Segment Start: Information

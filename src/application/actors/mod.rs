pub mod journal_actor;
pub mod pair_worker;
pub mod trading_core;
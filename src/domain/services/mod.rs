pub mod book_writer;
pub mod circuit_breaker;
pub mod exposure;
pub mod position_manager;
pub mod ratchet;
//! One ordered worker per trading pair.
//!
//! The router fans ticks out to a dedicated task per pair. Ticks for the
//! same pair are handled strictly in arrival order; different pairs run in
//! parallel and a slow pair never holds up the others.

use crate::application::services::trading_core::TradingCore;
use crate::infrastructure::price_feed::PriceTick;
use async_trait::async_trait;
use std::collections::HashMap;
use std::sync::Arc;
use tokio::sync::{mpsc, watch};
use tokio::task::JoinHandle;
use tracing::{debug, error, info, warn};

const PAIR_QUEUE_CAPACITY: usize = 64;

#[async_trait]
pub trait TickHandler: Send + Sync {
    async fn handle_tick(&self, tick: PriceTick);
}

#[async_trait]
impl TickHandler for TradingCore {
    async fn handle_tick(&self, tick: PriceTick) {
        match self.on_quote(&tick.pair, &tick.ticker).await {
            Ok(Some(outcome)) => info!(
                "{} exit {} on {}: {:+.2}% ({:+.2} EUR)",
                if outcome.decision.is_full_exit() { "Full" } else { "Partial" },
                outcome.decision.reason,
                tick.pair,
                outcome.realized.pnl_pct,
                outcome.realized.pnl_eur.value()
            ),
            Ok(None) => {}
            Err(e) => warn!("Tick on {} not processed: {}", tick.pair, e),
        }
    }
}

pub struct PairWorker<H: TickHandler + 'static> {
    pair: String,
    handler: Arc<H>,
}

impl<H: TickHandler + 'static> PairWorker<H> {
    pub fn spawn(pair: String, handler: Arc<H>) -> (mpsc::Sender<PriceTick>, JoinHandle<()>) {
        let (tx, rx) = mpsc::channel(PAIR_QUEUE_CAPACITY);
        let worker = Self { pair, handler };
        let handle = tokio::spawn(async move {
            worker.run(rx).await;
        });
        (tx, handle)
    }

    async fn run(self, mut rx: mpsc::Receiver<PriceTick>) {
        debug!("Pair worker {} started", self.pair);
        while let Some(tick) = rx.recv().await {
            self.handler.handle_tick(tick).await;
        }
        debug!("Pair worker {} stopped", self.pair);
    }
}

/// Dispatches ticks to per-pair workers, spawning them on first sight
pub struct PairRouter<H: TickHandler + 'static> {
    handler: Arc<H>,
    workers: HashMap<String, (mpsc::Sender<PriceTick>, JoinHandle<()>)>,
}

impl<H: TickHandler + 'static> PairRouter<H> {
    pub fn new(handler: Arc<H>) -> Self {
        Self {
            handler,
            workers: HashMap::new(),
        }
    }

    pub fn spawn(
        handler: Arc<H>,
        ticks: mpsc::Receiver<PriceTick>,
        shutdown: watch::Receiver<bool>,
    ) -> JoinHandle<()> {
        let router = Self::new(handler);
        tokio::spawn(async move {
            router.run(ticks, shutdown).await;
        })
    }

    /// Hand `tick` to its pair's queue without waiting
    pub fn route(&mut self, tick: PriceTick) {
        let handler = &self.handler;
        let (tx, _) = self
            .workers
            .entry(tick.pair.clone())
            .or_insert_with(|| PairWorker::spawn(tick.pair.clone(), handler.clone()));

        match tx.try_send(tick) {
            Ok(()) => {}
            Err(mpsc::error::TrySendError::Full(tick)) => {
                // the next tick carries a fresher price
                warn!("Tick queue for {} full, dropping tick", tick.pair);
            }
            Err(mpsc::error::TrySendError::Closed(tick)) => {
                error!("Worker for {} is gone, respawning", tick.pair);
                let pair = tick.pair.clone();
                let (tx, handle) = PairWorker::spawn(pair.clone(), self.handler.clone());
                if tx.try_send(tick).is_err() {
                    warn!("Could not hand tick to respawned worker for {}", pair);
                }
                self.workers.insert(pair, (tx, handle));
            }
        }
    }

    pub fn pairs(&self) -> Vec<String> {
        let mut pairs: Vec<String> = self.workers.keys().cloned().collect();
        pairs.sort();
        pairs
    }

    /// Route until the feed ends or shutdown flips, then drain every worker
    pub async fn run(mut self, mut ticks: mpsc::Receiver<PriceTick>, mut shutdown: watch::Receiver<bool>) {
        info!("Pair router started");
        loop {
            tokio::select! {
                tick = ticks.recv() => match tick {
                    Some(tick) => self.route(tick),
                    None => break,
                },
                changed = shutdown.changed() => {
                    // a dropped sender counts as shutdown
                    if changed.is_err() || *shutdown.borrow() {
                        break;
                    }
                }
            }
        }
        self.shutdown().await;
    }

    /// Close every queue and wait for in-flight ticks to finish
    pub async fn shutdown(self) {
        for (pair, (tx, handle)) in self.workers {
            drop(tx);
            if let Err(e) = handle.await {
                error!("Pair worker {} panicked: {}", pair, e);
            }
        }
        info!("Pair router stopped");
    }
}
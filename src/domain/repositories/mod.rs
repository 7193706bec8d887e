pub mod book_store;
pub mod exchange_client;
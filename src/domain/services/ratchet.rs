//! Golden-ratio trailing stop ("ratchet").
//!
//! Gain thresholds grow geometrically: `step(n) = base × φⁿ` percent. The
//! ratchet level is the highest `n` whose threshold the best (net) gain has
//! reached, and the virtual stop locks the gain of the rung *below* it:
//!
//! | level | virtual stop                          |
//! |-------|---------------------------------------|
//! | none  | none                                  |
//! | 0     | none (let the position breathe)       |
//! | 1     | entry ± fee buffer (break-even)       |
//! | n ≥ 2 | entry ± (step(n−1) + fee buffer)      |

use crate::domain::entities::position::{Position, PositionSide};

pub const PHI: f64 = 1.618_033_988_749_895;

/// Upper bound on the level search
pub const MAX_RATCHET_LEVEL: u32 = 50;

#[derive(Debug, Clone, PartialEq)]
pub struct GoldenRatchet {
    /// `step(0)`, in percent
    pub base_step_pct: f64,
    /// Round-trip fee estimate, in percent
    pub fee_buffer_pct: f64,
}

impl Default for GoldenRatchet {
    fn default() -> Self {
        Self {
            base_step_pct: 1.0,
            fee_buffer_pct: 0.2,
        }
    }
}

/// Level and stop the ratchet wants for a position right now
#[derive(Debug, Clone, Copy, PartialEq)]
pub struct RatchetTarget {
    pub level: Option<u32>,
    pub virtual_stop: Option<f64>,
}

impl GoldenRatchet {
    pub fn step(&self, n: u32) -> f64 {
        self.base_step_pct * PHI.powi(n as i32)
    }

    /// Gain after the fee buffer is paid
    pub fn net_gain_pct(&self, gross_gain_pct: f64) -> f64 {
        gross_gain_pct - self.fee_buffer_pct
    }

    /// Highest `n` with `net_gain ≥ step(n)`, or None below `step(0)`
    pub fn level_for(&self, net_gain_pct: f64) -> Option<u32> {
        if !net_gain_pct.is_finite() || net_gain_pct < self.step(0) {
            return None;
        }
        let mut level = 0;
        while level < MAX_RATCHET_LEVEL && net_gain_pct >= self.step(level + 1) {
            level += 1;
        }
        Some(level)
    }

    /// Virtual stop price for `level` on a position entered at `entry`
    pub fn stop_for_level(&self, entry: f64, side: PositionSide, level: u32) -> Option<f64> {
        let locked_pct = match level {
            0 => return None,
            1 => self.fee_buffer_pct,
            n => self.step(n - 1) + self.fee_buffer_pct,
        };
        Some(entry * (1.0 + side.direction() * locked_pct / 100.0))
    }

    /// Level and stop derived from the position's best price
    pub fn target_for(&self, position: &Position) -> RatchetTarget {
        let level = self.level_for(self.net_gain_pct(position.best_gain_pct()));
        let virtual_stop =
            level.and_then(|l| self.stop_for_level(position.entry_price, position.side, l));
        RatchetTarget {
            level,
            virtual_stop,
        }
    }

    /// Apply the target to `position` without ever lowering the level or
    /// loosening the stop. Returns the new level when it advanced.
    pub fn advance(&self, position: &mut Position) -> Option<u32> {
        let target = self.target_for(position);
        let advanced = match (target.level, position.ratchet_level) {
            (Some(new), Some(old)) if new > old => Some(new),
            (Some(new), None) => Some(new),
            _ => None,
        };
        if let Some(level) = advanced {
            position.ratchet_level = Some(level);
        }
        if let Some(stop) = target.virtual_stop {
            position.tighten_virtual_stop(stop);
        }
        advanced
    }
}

Segment End: Information

* What you are asked to do *
Please copy out every line of the preceding listing that carries "while".

* Solution to the exercise *
        while let Some(tick) = rx.recv().await {
        while level < MAX_RATCHET_LEVEL && net_gain_pct >= self.step(level + 1) {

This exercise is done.